** Task directions **
Each record has to be returned exactly as it appears.
.....
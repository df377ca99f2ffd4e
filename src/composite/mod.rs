//! # Composites: services built from other services.
//!
//! | Composite          | Children     | Shape                                            |
//! |--------------------|--------------|--------------------------------------------------|
//! | [`FanOut`]         | non-blocking | run N children concurrently, stop them together  |
//! | [`Round`]          | non-blocking | run a pair, replace it with a fresh pair on exit |
//! | [`BlockingRound`]  | blocking     | same as `Round`, rounds end when `start` returns |
//!
//! Every composite implements [`Service`](crate::Service) itself, so they nest.

mod blocking_round;
mod fan_out;
mod round;
#[cfg(test)]
mod testing;

use std::future::Future;
use std::panic::AssertUnwindSafe;
use std::sync::Arc;

use futures::FutureExt;
use tokio::task::JoinError;
use tokio_util::sync::CancellationToken;

use crate::error::ServiceError;
use crate::service::{BlockingServiceRef, ServiceRef};
use crate::subscribers::panic_message;

pub use blocking_round::{BlockingRound, BlockingRoundBuilder};
pub use fan_out::FanOut;
pub use round::{Round, RoundBuilder};

/// Builds the pair for the next round.
pub(crate) type PairFactory = Box<dyn Fn() -> (ServiceRef, ServiceRef) + Send + Sync>;

/// Builds the blocking pair for the next round.
pub(crate) type BlockingPairFactory =
    Box<dyn Fn() -> (BlockingServiceRef, BlockingServiceRef) + Send + Sync>;

/// Called between two clean rounds.
pub(crate) type RoundHook = Arc<dyn Fn() + Send + Sync>;

/// Turns a failed join of a child task into [`ServiceError::Panicked`].
pub(crate) fn join_failure(service: &str, err: JoinError) -> ServiceError {
    ServiceError::Panicked {
        service: service.to_string(),
        info: err
            .try_into_panic()
            .map(|p| panic_message(&*p))
            .unwrap_or_else(|_| "task cancelled".to_string()),
    }
}

/// Runs a composite's teardown on its own task and cancels `stopped` when it ends.
///
/// The teardown finishes even if the caller's future is dropped, so later
/// `stop` calls waiting on `stopped` always return.
pub(crate) async fn run_teardown<F>(
    service: &'static str,
    stopped: CancellationToken,
    teardown: F,
) -> Result<(), ServiceError>
where
    F: Future<Output = Result<(), ServiceError>> + Send + 'static,
{
    let handle = tokio::spawn(async move {
        let res = AssertUnwindSafe(teardown)
            .catch_unwind()
            .await
            .unwrap_or_else(|p| {
                Err(ServiceError::Panicked {
                    service: service.to_string(),
                    info: panic_message(&*p),
                })
            });
        stopped.cancel();
        res
    });
    handle.await.unwrap_or_else(|err| Err(join_failure(service, err)))
}
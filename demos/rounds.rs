//! # Example: rounds
//!
//! Runs a [`Round`] whose factory hands out a fresh pair of services each
//! round. The first rounds end cleanly; the fourth pair contains a service that
//! reports a critical error, which ends the composite.
//!
//! ## Flow
//! ```text
//! round 1..3: (DelayedStop 300ms, DelayedStop 500ms) ─► both stop ─► next round
//! round 4:    (DelayedStop 2s,    DelayedError 400ms) ─► "error from serviceB: …"
//! ```
//!
//! ## Run
//! ```bash
//! cargo run --example rounds --features logging
//! ```

use std::sync::Arc;
use std::sync::atomic::{AtomicU64, Ordering};
use std::time::Duration;

use roundvisor::{
    Config, DelayedError, DelayedStop, LogWriter, Monitor, Round, ServiceRef, Subscribe,
    run_until_shutdown,
};

#[tokio::main]
async fn main() -> anyhow::Result<()> {
    let cfg = Config::default();
    let subs: Vec<Arc<dyn Subscribe>> = vec![Arc::new(LogWriter::new())];
    let monitor = Monitor::builder(cfg.clone()).with_subscribers(subs).build();

    let built = Arc::new(AtomicU64::new(0));
    let factory = {
        let built = built.clone();
        move || -> (ServiceRef, ServiceRef) {
            if built.fetch_add(1, Ordering::Relaxed) < 3 {
                (
                    DelayedStop::arc(Duration::from_millis(300)),
                    DelayedStop::arc(Duration::from_millis(500)),
                )
            } else {
                (
                    DelayedStop::arc(Duration::from_secs(2)),
                    DelayedError::arc(Duration::from_millis(400)),
                )
            }
        }
    };

    let round = Round::builder(&cfg, factory)
        .with_bus(monitor.bus())
        .with_round_hook(|| println!("[hook] round finished cleanly"))
        .build();

    run_until_shutdown(&round, &monitor.bus()).await?;
    println!("[main] rounds started: {}", round.rounds());

    drop(round);
    monitor.shutdown().await;
    Ok(())
}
.....
** Answer to the problem **
repository df377ca99f2ffd4e
filename src/composite/mod.rs
//! # Composites: services built from other services.
//!
//! | Composite          | Children     | Shape                                            |
//! |--------------------|--------------|--------------------------------------------------|
//! | [`FanOut`]         | non-blocking | run N children concurrently, stop them together  |
//! | [`Round`]          | non-blocking | run a pair, replace it with a fresh pair on exit |
//! | [`BlockingRound`]  | blocking     | same as `Round`, rounds end when `start` returns |
//!
//! Every composite implements [`Service`](crate::Service) itself, so they nest.

mod blocking_round;
mod fan_out;
mod round;
#[cfg(test)]
mod testing;

use std::future::Future;
use std::panic::AssertUnwindSafe;
use std::sync::Arc;

use futures::FutureExt;
use tokio::task::JoinError;
use tokio_util::sync::CancellationToken;

use crate::error::ServiceError;
use crate::service::{BlockingServiceRef, ServiceRef};
use crate::subscribers::panic_message;

pub use blocking_round::{BlockingRound, BlockingRoundBuilder};
pub use fan_out::FanOut;
pub use round::{Round, RoundBuilder};

/// Builds the pair for the next round.
pub(crate) type PairFactory = Box<dyn Fn() -> (ServiceRef, ServiceRef) + Send + Sync>;

/// Builds the blocking pair for the next round.
pub(crate) type BlockingPairFactory =
    Box<dyn Fn() -> (BlockingServiceRef, BlockingServiceRef) + Send + Sync>;

/// Called between two clean rounds.
pub(crate) type RoundHook = Arc<dyn Fn() + Send + Sync>;

/// Turns a failed join of a child task into [`ServiceError::Panicked`].
pub(crate) fn join_failure(service: &str, err: JoinError) -> ServiceError {
    ServiceError::Panicked {
        service: service.to_string(),
        info: err
            .try_into_panic()
            .map(|p| panic_message(&*p))
            .unwrap_or_else(|_| "task cancelled".to_string()),
    }
}

/// Runs a composite's teardown on its own task and cancels `stopped` when it ends.
///
/// The teardown finishes even if the caller's future is dropped, so later
/// `stop` calls waiting on `stopped` always return.
pub(crate) async fn run_teardown<F>(
    service: &'static str,
    stopped: CancellationToken,
    teardown: F,
) -> Result<(), ServiceError>
where
    F: Future<Output = Result<(), ServiceError>> + Send + 'static,
{
    let handle = tokio::spawn(async move {
        let res = AssertUnwindSafe(teardown)
            .catch_unwind()
            .await
            .unwrap_or_else(|p| {
                Err(ServiceError::Panicked {
                    service: service.to_string(),
                    info: panic_message(&*p),
                })
            });
        stopped.cancel();
        res
    });
    handle.await.unwrap_or_else(|err| Err(join_failure(service, err)))
}
filename demos/rounds.rs
//! # Example: rounds
//!
//! Runs a [`Round`] whose factory hands out a fresh pair of services each
//! round. The first rounds end cleanly; the fourth pair contains a service that
//! reports a critical error, which ends the composite.
//!
//! ## Flow
//! ```text
//! round 1..3: (DelayedStop 300ms, DelayedStop 500ms) ─► both stop ─► next round
//! round 4:    (DelayedStop 2s,    DelayedError 400ms) ─► "error from serviceB: …"
//! ```
//!
//! ## Run
//! ```bash
//! cargo run --example rounds --features logging
//! ```

use std::sync::Arc;
use std::sync::atomic::{AtomicU64, Ordering};
use std::time::Duration;

use roundvisor::{
    Config, DelayedError, DelayedStop, LogWriter, Monitor, Round, ServiceRef, Subscribe,
    run_until_shutdown,
};

#[tokio::main]
async fn main() -> anyhow::Result<()> {
    let cfg = Config::default();
    let subs: Vec<Arc<dyn Subscribe>> = vec![Arc::new(LogWriter::new())];
    let monitor = Monitor::builder(cfg.clone()).with_subscribers(subs).build();

    let built = Arc::new(AtomicU64::new(0));
    let factory = {
        let built = built.clone();
        move || -> (ServiceRef, ServiceRef) {
            if built.fetch_add(1, Ordering::Relaxed) < 3 {
                (
                    DelayedStop::arc(Duration::from_millis(300)),
                    DelayedStop::arc(Duration::from_millis(500)),
                )
            } else {
                (
                    DelayedStop::arc(Duration::from_secs(2)),
                    DelayedError::arc(Duration::from_millis(400)),
                )
            }
        }
    };

    let round = Round::builder(&cfg, factory)
        .with_bus(monitor.bus())
        .with_round_hook(|| println!("[hook] round finished cleanly"))
        .build();

    run_until_shutdown(&round, &monitor.bus()).await?;
    println!("[main] rounds started: {}", round.rounds());

    drop(round);
    monitor.shutdown().await;
    Ok(())
}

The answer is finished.